早稲田大学校歌のトリビア (12)東儀鉄笛と東儀秀樹さん について知っていることをぜひ教えてください

facebook稲門クラブの鈴木克己さんの2021/09/12の投稿を許可をいただいて転載させていただきます。(転載する場合ご連絡ください。)


インターネットに流れている誤った情報の一つに「東儀鉄笛の孫が東儀秀樹」というのがあります。困ったことに二人とも専門は篳篥(ひちりき)なので、さぞかし先祖か子孫なんだろうと思いたくなるのも無理からぬところですが、十数年ほど前に校歌研究会のツテで鉄笛のお孫さん(女性)にお目にかかる機会があり、家系図も見せて頂いたのですが、同じ東儀姓でも直接の親類ではないとのこと。もっともお兄さんが宮内庁式部職楽部に奉職されていたので、同僚として秀樹さんとは顔見知りだったそうです。

女優の貫地谷しほりと同じ貫地谷という家は全国に16軒しかなくて、全部親戚だと報道されたことがありますが、楽家の東儀家は聖徳太子の時代に渡来した秦河勝が始祖とされ、奈良時代に雅楽を家業として東儀を名乗り始めたとのこと。
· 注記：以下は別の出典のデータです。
//! The update check that runs alongside ordinary commands.
//!
//! It is rate limited by [`UpdateConfig::should_check`], bounded by a short
//! deadline, and never reports an error: a failed, slow or panicking check
//! simply produces no notice. The caller decides how long to wait for it once
//! its own command has finished.

use super::config::UpdateConfig;
use super::version_check::{UpdateCheck, VersionChecker};
use crate::config::Config;
use crate::constants::BACKGROUND_CHECK_TIMEOUT;
use chrono::{DateTime, Utc};
use std::path::Path;
use std::time::Duration;
use tokio::task::JoinHandle;
use tracing::debug;

/// What a finished background check found.
#[derive(Debug, Clone, PartialEq, Eq)]
pub struct CheckReport {
    pub checked_at: DateTime<Utc>,
    /// Version to announce, if newer and not skipped.
    pub available: Option<String>,
}

impl CheckReport {
    /// One-line notice for stderr.
    #[must_use]
    pub fn notice(&self, current_version: &str) -> Option<String> {
        self.available.as_ref().map(|latest| {
            format!("A new version of jv is available: {current_version} -> {latest} (run `jv update`)")
        })
    }
}

pub struct BackgroundCheck {
    handle: JoinHandle<Option<CheckReport>>,
}

impl BackgroundCheck {
    /// Start a check if the rate limiter allows one.
    #[must_use]
    pub fn spawn(checker: VersionChecker, config: &UpdateConfig) -> Option<Self> {
        Self::spawn_with_timeout(checker, config, BACKGROUND_CHECK_TIMEOUT)
    }

    #[must_use]
    pub fn spawn_with_timeout(
        checker: VersionChecker,
        config: &UpdateConfig,
        timeout: Duration,
    ) -> Option<Self> {
        let now = Utc::now();
        if !config.should_check(now) {
            debug!("Skipping background update check");
            return None;
        }

        let mut config = config.clone();
        let handle = tokio::spawn(async move {
            match tokio::time::timeout(timeout, checker.check(&mut config, now)).await {
                Ok(Ok(check)) => Some(CheckReport {
                    checked_at: now,
                    available: match check {
                        UpdateCheck::Available(release) => Some(release.version),
                        _ => None,
                    },
                }),
                Ok(Err(e)) => {
                    debug!("Background update check failed: {e}");
                    None
                }
                Err(_) => {
                    debug!("Background update check timed out");
                    None
                }
            }
        });
        Some(Self { handle })
    }

    /// Wait up to `wait` for the result; abandons the check afterwards.
    pub async fn finish(mut self, wait: Duration) -> Option<CheckReport> {
        match tokio::time::timeout(wait, &mut self.handle).await {
            Ok(Ok(report)) => report,
            Ok(Err(e)) => {
                debug!("Background update check aborted: {e}");
                None
            }
            Err(_) => {
                self.handle.abort();
                None
            }
        }
    }
}

/// Persist the time of a completed check, ignoring failures.
///
/// The configuration is reloaded so changes made by the command that ran in
/// the meantime are kept.
pub fn record_check(config_path: &Path, report: &CheckReport) {
    let result = Config::load_from(config_path).and_then(|mut config| {
        config.update_config.last_check = Some(report.checked_at);
        config.save()
    });
    if let Err(e) = result {
        debug!("Could not record update check: {e}");
    }
}
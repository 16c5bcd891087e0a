//! Cache key derivation
//!
//! A key identifies a request's identity class: method plus full path and
//! query, optionally a session id, optionally a validator token. Keeping the
//! validator in the key lets one logical resource hold two entries side by
//! side, a full 200 body and a 304 marker, so clients with differing
//! validators both get correct treatment.
//!
//! No normalization is applied to path casing or query-parameter order;
//! callers that need it supply a custom generator via
//! [`CacheMiddleware::with_cache_key`](crate::CacheMiddleware::with_cache_key).

use crate::body::Request;
use http::header::IF_NONE_MATCH;
use std::sync::Arc;

/// Custom cache key generator. Its output is used verbatim.
pub type KeyGenerator = Arc<dyn Fn(&Request) -> String + Send + Sync>;

/// Session identifier, inserted into request extensions by whatever session
/// layer runs ahead of the cache.
///
/// Only consulted when session awareness is enabled; keying per session
/// keeps one user's cached data from being served to another.
#[derive(Debug, Clone, PartialEq, Eq)]
pub struct SessionId(pub String);

/// Everything needed to derive this request's keys, snapshotted before the
/// request is handed to the pipeline.
///
/// The write-back path runs after the request has been consumed, so the key
/// inputs are captured up front. For a capture that resolves to a 304 the
/// write key folds in the validator the handler actually produced, not the
/// one the client sent.
#[derive(Debug, Clone)]
pub(crate) enum KeySeed {
    /// A custom generator already produced the full key.
    Custom(String),
    /// Components for the default generator.
    Default {
        method: String,
        uri: String,
        session: Option<String>,
        incoming_validator: Option<String>,
    },
}

impl KeySeed {
    pub(crate) fn from_request(
        req: &Request,
        session_aware: bool,
        generator: Option<&KeyGenerator>,
    ) -> Self {
        if let Some(generate) = generator {
            return KeySeed::Custom(generate(req));
        }

        let session = if session_aware {
            req.extensions().get::<SessionId>().map(|s| s.0.clone())
        } else {
            None
        };

        let incoming_validator = req
            .headers()
            .get(IF_NONE_MATCH)
            .and_then(|v| v.to_str().ok())
            .map(str::to_owned);

        KeySeed::Default {
            method: req.method().as_str().to_ascii_uppercase(),
            uri: req.uri().to_string(),
            session,
            incoming_validator,
        }
    }

    /// Key used for the lookup and for storing non-304 captures.
    ///
    /// Sample: `GET-/users?page=2-sess42-W/"4c97-lSwvAg"`.
    pub(crate) fn request_key(&self) -> String {
        self.key_with(self.incoming_validator())
    }

    /// Key used when storing a capture, folding in the validator the
    /// response carried. Custom generators are used verbatim either way.
    pub(crate) fn write_key(&self, response_validator: Option<&str>) -> String {
        match response_validator {
            Some(v) => self.key_with(Some(v)),
            None => self.request_key(),
        }
    }

    fn incoming_validator(&self) -> Option<&str> {
        match self {
            KeySeed::Custom(_) => None,
            KeySeed::Default {
                incoming_validator, ..
            } => incoming_validator.as_deref(),
        }
    }

    fn key_with(&self, validator: Option<&str>) -> String {
        match self {
            KeySeed::Custom(key) => key.clone(),
            KeySeed::Default {
                method,
                uri,
                session,
                ..
            } => {
                let mut key = format!("{method}-{uri}");
                if let Some(session) = session {
                    key.push('-');
                    key.push_str(session);
                }
                if let Some(validator) = validator {
                    key.push('-');
                    key.push_str(validator);
                }
                key
            }
        }
    }
}

#[cfg(test)]
mod tests {
    use super::*;
    use bytes::Bytes;

    fn request(uri: &str) -> Request {
        http::Request::builder()
            .method(http::Method::GET)
            .uri(uri)
            .body(Bytes::new())
            .unwrap()
    }

    #[test]
    fn default_key_is_method_and_full_uri() {
        let req = request("/users?page=2");
        let seed = KeySeed::from_request(&req, false, None);
        assert_eq!(seed.request_key(), "GET-/users?page=2");
    }

    #[test]
    fn session_component_requires_awareness_and_an_id() {
        let mut req = request("/users");
        req.extensions_mut().insert(SessionId("sess42".into()));

        let aware = KeySeed::from_request(&req, true, None);
        assert_eq!(aware.request_key(), "GET-/users-sess42");

        let unaware = KeySeed::from_request(&req, false, None);
        assert_eq!(unaware.request_key(), "GET-/users");

        let no_session = KeySeed::from_request(&request("/users"), true, None);
        assert_eq!(no_session.request_key(), "GET-/users");
    }

    #[test]
    fn incoming_validator_is_appended() {
        let req = http::Request::builder()
            .uri("/users")
            .header("if-none-match", "W/\"4c97\"")
            .body(Bytes::new())
            .unwrap();
        let seed = KeySeed::from_request(&req, false, None);
        assert_eq!(seed.request_key(), "GET-/users-W/\"4c97\"");
    }

    #[test]
    fn write_key_prefers_the_response_validator() {
        let req = request("/users");
        let seed = KeySeed::from_request(&req, false, None);
        assert_eq!(seed.write_key(Some("\"etag-200\"")), "GET-/users-\"etag-200\"");
        assert_eq!(seed.write_key(None), "GET-/users");
    }

    #[test]
    fn custom_generator_output_is_used_verbatim() {
        let req = request("/users?page=2");
        let generator: KeyGenerator = Arc::new(|req: &Request| format!("custom:{}", req.uri().path()));
        let seed = KeySeed::from_request(&req, true, Some(&generator));
        assert_eq!(seed.request_key(), "custom:/users");
        // Response validators never alter a custom key.
        assert_eq!(seed.write_key(Some("\"v\"")), "custom:/users");
    }

    #[test]
    fn no_normalization_of_query_order_or_casing() {
        let a = KeySeed::from_request(&request("/Users?b=2&a=1"), false, None);
        let b = KeySeed::from_request(&request("/users?a=1&b=2"), false, None);
        assert_ne!(a.request_key(), b.request_key());
    }
}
それだけ長く続けば藤原氏みたいにいくつもの家系が生まれて、幕末には13を数えたそうです。

鉄笛の東儀家は元々都の伶人であった一方、秀樹さんの東儀家は長く江戸にいて徳川幕府に仕えていた3家の一つだったようです。江戸時代には双方の家の間で嫁入り・嫁取りもあったので、全く関係が無かったわけでもないとのこと。
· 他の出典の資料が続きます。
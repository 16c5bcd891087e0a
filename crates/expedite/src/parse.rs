//! Raw HTTP/1.1 response parsing
//!
//! The capture buffer records the response exactly as it would appear on the
//! wire: status line, header block, then a body that is either
//! length-delimited or chunk-framed. This module turns those raw bytes back
//! into a [`CachedResponse`], reassembling chunked bodies into one
//! contiguous payload.
//!
//! Parsing is synchronous and pure: the same bytes always produce the same
//! structured result.

use crate::entry::CachedResponse;
use crate::error::ParseError;
use bytes::Bytes;

/// Parse a captured raw response into its structured form.
pub fn parse_response(raw: &[u8]) -> Result<CachedResponse, ParseError> {
    let status_line_end = find(raw, b"\r\n").ok_or(ParseError::MissingStatusLine)?;
    if status_line_end == 0 {
        return Err(ParseError::MissingStatusLine);
    }
    let status = parse_status_line(&raw[..status_line_end])?;

    let head_end = find(raw, b"\r\n\r\n").ok_or(ParseError::UnterminatedHeaders)?;
    // An empty header block makes the blank line overlap the status line
    // terminator.
    let header_block = if head_end > status_line_end + 2 {
        &raw[status_line_end + 2..head_end]
    } else {
        &raw[..0]
    };
    let headers = parse_headers(header_block)?;

    let remainder = &raw[head_end + 4..];
    let entry = CachedResponse {
        status,
        headers,
        body: Bytes::new(),
    };

    let body = if is_chunked(&entry) {
        parse_chunked_body(remainder)?
    } else if let Some(declared) = entry.header("content-length") {
        let declared: usize = declared
            .trim()
            .parse()
            .map_err(|_| ParseError::InvalidContentLength(declared.to_string()))?;
        if remainder.len() < declared {
            return Err(ParseError::TruncatedBody {
                declared,
                captured: remainder.len(),
            });
        }
        Bytes::copy_from_slice(&remainder[..declared])
    } else {
        // No framing declared: the body runs to the end of the capture.
        Bytes::copy_from_slice(remainder)
    };

    Ok(CachedResponse { body, ..entry })
}

fn parse_status_line(line: &[u8]) -> Result<u16, ParseError> {
    let text = std::str::from_utf8(line)
        .map_err(|_| ParseError::MalformedStatusLine(String::from_utf8_lossy(line).into_owned()))?;
    let malformed = || ParseError::MalformedStatusLine(text.to_string());

    let mut parts = text.splitn(3, ' ');
    let version = parts.next().ok_or_else(malformed)?;
    if !version.starts_with("HTTP/") {
        return Err(malformed());
    }
    let status: u16 = parts
        .next()
        .and_then(|s| s.parse().ok())
        .ok_or_else(malformed)?;
    if !(100..600).contains(&status) {
        return Err(malformed());
    }
    Ok(status)
}

fn parse_headers(block: &[u8]) -> Result<Vec<(String, String)>, ParseError> {
    let mut headers = Vec::new();
    if block.is_empty() {
        return Ok(headers);
    }
    for line in block.split(|&b| b == b'\n') {
        let line = strip_cr(line);
        if line.is_empty() {
            continue;
        }
        let text = std::str::from_utf8(line)
            .map_err(|_| ParseError::MalformedHeader(String::from_utf8_lossy(line).into_owned()))?;
        let (name, value) = text
            .split_once(':')
            .ok_or_else(|| ParseError::MalformedHeader(text.to_string()))?;
        let name = name.trim();
        if name.is_empty() {
            return Err(ParseError::MalformedHeader(text.to_string()));
        }
        headers.push((name.to_string(), value.trim().to_string()));
    }
    Ok(headers)
}

fn parse_chunked_body(mut rest: &[u8]) -> Result<Bytes, ParseError> {
    let mut body = Vec::new();
    loop {
        let line_end = find(rest, b"\r\n").ok_or(ParseError::TruncatedChunk)?;
        let line = std::str::from_utf8(&rest[..line_end]).map_err(|_| {
            ParseError::MalformedChunkSize(String::from_utf8_lossy(&rest[..line_end]).into_owned())
        })?;
        // Chunk extensions after ';' are tolerated and ignored.
        let size_text = line.split(';').next().unwrap_or("").trim();
        let size = usize::from_str_radix(size_text, 16)
            .map_err(|_| ParseError::MalformedChunkSize(line.to_string()))?;
        rest = &rest[line_end + 2..];

        if size == 0 {
            // Terminal chunk; any trailers that follow are dropped.
            return Ok(body.into());
        }
        if rest.len() < size {
            return Err(ParseError::TruncatedChunk);
        }
        body.extend_from_slice(&rest[..size]);
        rest = &rest[size..];
        if rest.starts_with(b"\r\n") {
            rest = &rest[2..];
        } else if !rest.is_empty() {
            return Err(ParseError::TruncatedChunk);
        }
    }
}

fn is_chunked(entry: &CachedResponse) -> bool {
    entry
        .header("transfer-encoding")
        .map(|v| v.to_ascii_lowercase().contains("chunked"))
        .unwrap_or(false)
}

fn strip_cr(line: &[u8]) -> &[u8] {
    match line.last() {
        Some(b'\r') => &line[..line.len() - 1],
        _ => line,
    }
}

fn find(haystack: &[u8], needle: &[u8]) -> Option<usize> {
    haystack
        .windows(needle.len())
        .position(|window| window == needle)
}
ちなみに、武家の徳川が公家の真似をしていたのかと意外に思われるかもしれません。イメージ的には雅楽は宮中で専らやっていたように思われがちですが、奈良の春日大社など古くからあった各地の神社でも「神楽」を演奏するプレーヤーが職業として存在していてそれぞれ流派があり、江戸幕府でも儀式の際に雅楽を演奏する職員がいたとのことです。2008年に放映された大河ドラマ「篤姫」(東儀秀樹さんが孝明天皇を演じていた)の中で、病床にある勧行院(和宮の母親)を慰めるために大奥で雅楽が演奏されるシーンが出てきますが、あれはわざわざ京都から楽師を呼び寄せたわけじゃなくて元々千代田の城に詰めていた幕臣にやらせたことになります。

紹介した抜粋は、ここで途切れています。